Have you ever met someone that made you want to be a better person? Not in the change the world kind of way. But in the change your own world kind of way?
Susan Niebur has done that for me. I don't know Susan, although she lives in the same town and goes to the same Church (OK-I haven't gone to Church since Will's Christening but if I did it would be the same Church). But last night, I joined the hundredes or thousands or maybe more individuals that she has shared her life with.
Susan is a professionally accomplished mom of two young boys (4&6) who has been battling inflammatory breast cancer which has metastasized to her bones. The disease is taking it's toll - and, well - the story is still being written. Her story (her life) really hit too close to home (literally and figuratively).
Susan writes about the disease, the bad and the ugly on her blog Toddler Planet. She sheds light on the gruesome struggle she has and is facing. But she also writes about the moments, the every day moments. The little moments that bring joy to a life that others might only see as tragic. She writes about raising two young boys. She writes about her hopes and dreams and the fears that she may never get to live those dreams. She faces her mortality with grace and courage that I could only wish to have one day.
Susan is another reason I so hate this disease. It is not fair. It doesn't care that Susan has two baby boys. Two boys not much older than mine. It doesn't care that she is brilliant and has contributed to the body of scientific research. It doesn't care that she is a friend to many, a mom to two and a wife to one. It doesn't care that her words are a gift that she has generously and gracefully shared with us all. Breast Cancer just doesn't care.
Her blog left me emotionally drained. It broke my heart and touched my soul.
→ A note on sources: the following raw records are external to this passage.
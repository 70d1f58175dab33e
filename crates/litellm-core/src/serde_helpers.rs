//! Lenient deserializers for loosely typed proxy responses.

use serde::{Deserialize, Deserializer};
use serde_json::Value;
use std::collections::BTreeMap;

/// Render a JSON scalar the way it reads in configuration (`"a"` → `a`).
pub fn value_to_string(value: &Value) -> String {
    match value {
        Value::String(s) => s.clone(),
        other => other.to_string(),
    }
}

/// Accept `null` or an object with arbitrary scalar values as a string map.
pub fn string_map<'de, D>(deserializer: D) -> Result<BTreeMap<String, String>, D::Error>
where
    D: Deserializer<'de>,
{
    let raw: Option<BTreeMap<String, Value>> = Option::deserialize(deserializer)?;
    Ok(raw
        .unwrap_or_default()
        .into_iter()
        .filter(|(_, v)| !v.is_null())
        .map(|(k, v)| (k, value_to_string(&v)))
        .collect())
}

/// Accept `null` as an empty list.
pub fn null_as_empty<'de, D, T>(deserializer: D) -> Result<Vec<T>, D::Error>
where
    D: Deserializer<'de>,
    T: Deserialize<'de>,
{
    Ok(Option::<Vec<T>>::deserialize(deserializer)?.unwrap_or_default())
}
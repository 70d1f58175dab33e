use litellm_core::{
    LitellmParams, Model, ModelDeleteRequest, ModelInfo, ModelInfoResponse, ValidationError,
};

use crate::error::Result;
use crate::resource::{Endpoints, ReadOutcome, RemoteResource};
use crate::schema::{Attribute, AttributeType, Schema};
use crate::state::ResourceData;

pub struct ModelResource;

/// Attributes shared by the model resource and the model data source.
pub(crate) fn model_attributes() -> Vec<Attribute> {
    use AttributeType::*;

    let server_managed = |name| Attribute::optional_computed(name, String).suppress_diff();

    vec![
        Attribute::required("model_name", String)
            .describe("Public name clients use to call the model"),
        Attribute::required("model_info_id", String).describe("Unique id of the deployment"),
        Attribute::optional("model_info_db_model", Bool).default_value(true),
        Attribute::optional("model_info_tier", String),
        Attribute::optional("model_info_base_model", String),
        server_managed("model_info_updated_at"),
        server_managed("model_info_updated_by"),
        server_managed("model_info_created_at"),
        server_managed("model_info_created_by"),
        Attribute::required("litellm_params_model", String).describe("Underlying provider model"),
        Attribute::optional("litellm_params_custom_llm_provider", String),
        Attribute::optional("litellm_params_tpm", Int),
        Attribute::optional("litellm_params_rpm", Int),
        Attribute::optional("litellm_params_api_key", String).sensitive(),
        Attribute::optional("litellm_params_api_base", String),
        Attribute::optional("litellm_params_api_version", String),
        Attribute::optional("litellm_params_timeout", Float),
        Attribute::optional("litellm_params_stream_timeout", Float),
        Attribute::optional("litellm_params_max_retries", Int),
        Attribute::optional("litellm_params_organization", String),
        Attribute::optional("litellm_params_configurable_clientside_auth_params", List),
        Attribute::optional("litellm_params_region_name", String),
        Attribute::optional("litellm_params_vertex_project", String),
        Attribute::optional("litellm_params_vertex_location", String),
        Attribute::optional("litellm_params_vertex_credentials", String).sensitive(),
        Attribute::optional("litellm_params_aws_access_key_id", String).sensitive(),
        Attribute::optional("litellm_params_aws_secret_key_id", String).sensitive(),
        Attribute::optional("litellm_params_aws_region_name", String),
        Attribute::optional("litellm_params_watsonx_region_name", String),
        Attribute::optional("litellm_params_input_cost_per_token", Float),
        Attribute::optional("litellm_params_output_cost_per_token", Float),
        Attribute::optional("litellm_params_input_cost_per_second", Float),
        Attribute::optional("litellm_params_output_cost_per_second", Float),
        Attribute::optional("litellm_params_max_file_size_mb", Float),
    ]
}

pub(crate) fn model_from_data(data: &ResourceData) -> Model {
    Model {
        model_name: data.string("model_name").unwrap_or_default(),
        litellm_params: LitellmParams {
            model: data.string("litellm_params_model").unwrap_or_default(),
            custom_llm_provider: data.string("litellm_params_custom_llm_provider"),
            tpm: data.int("litellm_params_tpm"),
            rpm: data.int("litellm_params_rpm"),
            api_key: data.string("litellm_params_api_key"),
            api_base: data.string("litellm_params_api_base"),
            api_version: data.string("litellm_params_api_version"),
            timeout: data.float("litellm_params_timeout"),
            stream_timeout: data.float("litellm_params_stream_timeout"),
            max_retries: data.int("litellm_params_max_retries"),
            organization: data.string("litellm_params_organization"),
            configurable_clientside_auth_params: data
                .string_list("litellm_params_configurable_clientside_auth_params"),
            region_name: data.string("litellm_params_region_name"),
            vertex_project: data.string("litellm_params_vertex_project"),
            vertex_location: data.string("litellm_params_vertex_location"),
            vertex_credentials: data.string("litellm_params_vertex_credentials"),
            aws_access_key_id: data.string("litellm_params_aws_access_key_id"),
            aws_secret_key_id: data.string("litellm_params_aws_secret_key_id"),
            aws_region_name: data.string("litellm_params_aws_region_name"),
            watsonx_region_name: data.string("litellm_params_watsonx_region_name"),
            input_cost_per_token: data.float("litellm_params_input_cost_per_token"),
            output_cost_per_token: data.float("litellm_params_output_cost_per_token"),
            input_cost_per_second: data.float("litellm_params_input_cost_per_second"),
            output_cost_per_second: data.float("litellm_params_output_cost_per_second"),
            max_file_size_mb: data.float("litellm_params_max_file_size_mb"),
        },
        model_info: ModelInfo {
            id: data.string("model_info_id"),
            db_model: data.bool("model_info_db_model").unwrap_or(true),
            tier: data.string("model_info_tier"),
            base_model: data.string("model_info_base_model"),
            updated_at: data.string("model_info_updated_at"),
            updated_by: data.string("model_info_updated_by"),
            created_at: data.string("model_info_created_at"),
            created_by: data.string("model_info_created_by"),
        },
    }
}

/// Write every mapped field of `model` into `data` and adopt its id.
pub(crate) fn apply_model(model: Model, data: &mut ResourceData) {
    let Model {
        model_name,
        litellm_params: p,
        model_info: info,
    } = model;

    if let Some(id) = info.id.as_deref().filter(|id| !id.is_empty()) {
        data.set_id(id);
    }

    data.set("model_name", model_name);
    data.set_opt("model_info_id", info.id);
    data.set("model_info_db_model", info.db_model);
    data.set_opt("model_info_tier", info.tier);
    data.set_opt("model_info_base_model", info.base_model);
    data.set_opt("model_info_updated_at", info.updated_at);
    data.set_opt("model_info_updated_by", info.updated_by);
    data.set_opt("model_info_created_at", info.created_at);
    data.set_opt("model_info_created_by", info.created_by);

    data.set("litellm_params_model", p.model);
    data.set_opt("litellm_params_custom_llm_provider", p.custom_llm_provider);
    data.set_opt("litellm_params_tpm", p.tpm);
    data.set_opt("litellm_params_rpm", p.rpm);
    data.set_opt("litellm_params_api_key", p.api_key);
    data.set_opt("litellm_params_api_base", p.api_base);
    data.set_opt("litellm_params_api_version", p.api_version);
    data.set_opt("litellm_params_timeout", p.timeout);
    data.set_opt("litellm_params_stream_timeout", p.stream_timeout);
    data.set_opt("litellm_params_max_retries", p.max_retries);
    data.set_opt("litellm_params_organization", p.organization);
    data.set_list(
        "litellm_params_configurable_clientside_auth_params",
        &p.configurable_clientside_auth_params,
    );
    data.set_opt("litellm_params_region_name", p.region_name);
    data.set_opt("litellm_params_vertex_project", p.vertex_project);
    data.set_opt("litellm_params_vertex_location", p.vertex_location);
    data.set_opt("litellm_params_vertex_credentials", p.vertex_credentials);
    data.set_opt("litellm_params_aws_access_key_id", p.aws_access_key_id);
    data.set_opt("litellm_params_aws_secret_key_id", p.aws_secret_key_id);
    data.set_opt("litellm_params_aws_region_name", p.aws_region_name);
    data.set_opt("litellm_params_watsonx_region_name", p.watsonx_region_name);
    data.set_opt("litellm_params_input_cost_per_token", p.input_cost_per_token);
    data.set_opt("litellm_params_output_cost_per_token", p.output_cost_per_token);
    data.set_opt("litellm_params_input_cost_per_second", p.input_cost_per_second);
    data.set_opt("litellm_params_output_cost_per_second", p.output_cost_per_second);
    data.set_opt("litellm_params_max_file_size_mb", p.max_file_size_mb);
}

impl RemoteResource for ModelResource {
    type Payload = Model;
    type Remote = ModelInfoResponse;
    type DeletePayload = ModelDeleteRequest;

    const TYPE_NAME: &'static str = "litellm_model";
    const ENDPOINTS: Endpoints = Endpoints {
        create: "/model/new",
        read: "/model/info",
        read_query: "litellm_model_id",
        update: Some("/model/update"),
        delete: "/model/delete",
    };

    fn schema() -> Schema {
        Schema::new(model_attributes())
    }

    fn encode(data: &ResourceData) -> std::result::Result<Model, ValidationError> {
        Ok(model_from_data(data))
    }

    fn chosen_id(data: &ResourceData) -> Option<String> {
        data.string("model_info_id")
    }

    fn apply(remote: ModelInfoResponse, data: &mut ResourceData) -> ReadOutcome {
        apply_model(remote.data, data);
        ReadOutcome::Found
    }

    fn delete_payload(id: &str, _data: &ResourceData) -> Result<ModelDeleteRequest> {
        Ok(ModelDeleteRequest { id: id.to_string() })
    }

    fn import_state(id: &str) -> Result<ResourceData> {
        let mut data = ResourceData::new().with("model_info_id", id);
        data.set_id(id);
        Ok(data)
    }
}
As I read blog post after blog post last night I realized that I may be tired because Will won't sleep, and I may be frustrated because Sam won't eat a damn thing I make him for dinner, and I may be unhappy with my current job, and I may be uninspired by what I planned to make for dinner, and I may feel like there aren't enough hours in the day BUT tomorrow that could all be taken away. Would I rather remember the exhaustion and frustration or would I rather remember the unexpected hug from Sam or the wave from Will, or seeing the two of them develop the bonds of brotherhood, or celebrating small moments over a bottle of champagne with Matt.
Last night Susan taught me that in the end it's the little moments that get you through the day. It's the little moments that make tomorrow worth fighting for. It's the little moments that are the difference between tragedy and grace.